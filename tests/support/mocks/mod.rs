// tests/support/mocks/mod.rs
#![allow(dead_code)]
#![allow(unused_imports)]

pub mod security;
pub mod time;
pub mod user_repo;

pub use security::{
    DummyTokenVerifier, EXPIRED_TOKEN, GHOST_TOKEN, TEST_TOKEN, alice_id, ghost_id,
};
pub use time::{FixedClock, fixed_now};
pub use user_repo::{FailingUserRepo, InMemoryUserRepo};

----------

■ Exercise directions:
Your reply should hold all the entries, each repeated without a single change.

■ Output for this exercise:
filename tests/support/mocks/mod.rs
// tests/support/mocks/mod.rs
#![allow(dead_code)]
#![allow(unused_imports)]

pub mod security;
pub mod time;
pub mod user_repo;

pub use security::{
    DummyTokenVerifier, EXPIRED_TOKEN, GHOST_TOKEN, TEST_TOKEN, alice_id, ghost_id,
};
pub use time::{FixedClock, fixed_now};
pub use user_repo::{FailingUserRepo, InMemoryUserRepo};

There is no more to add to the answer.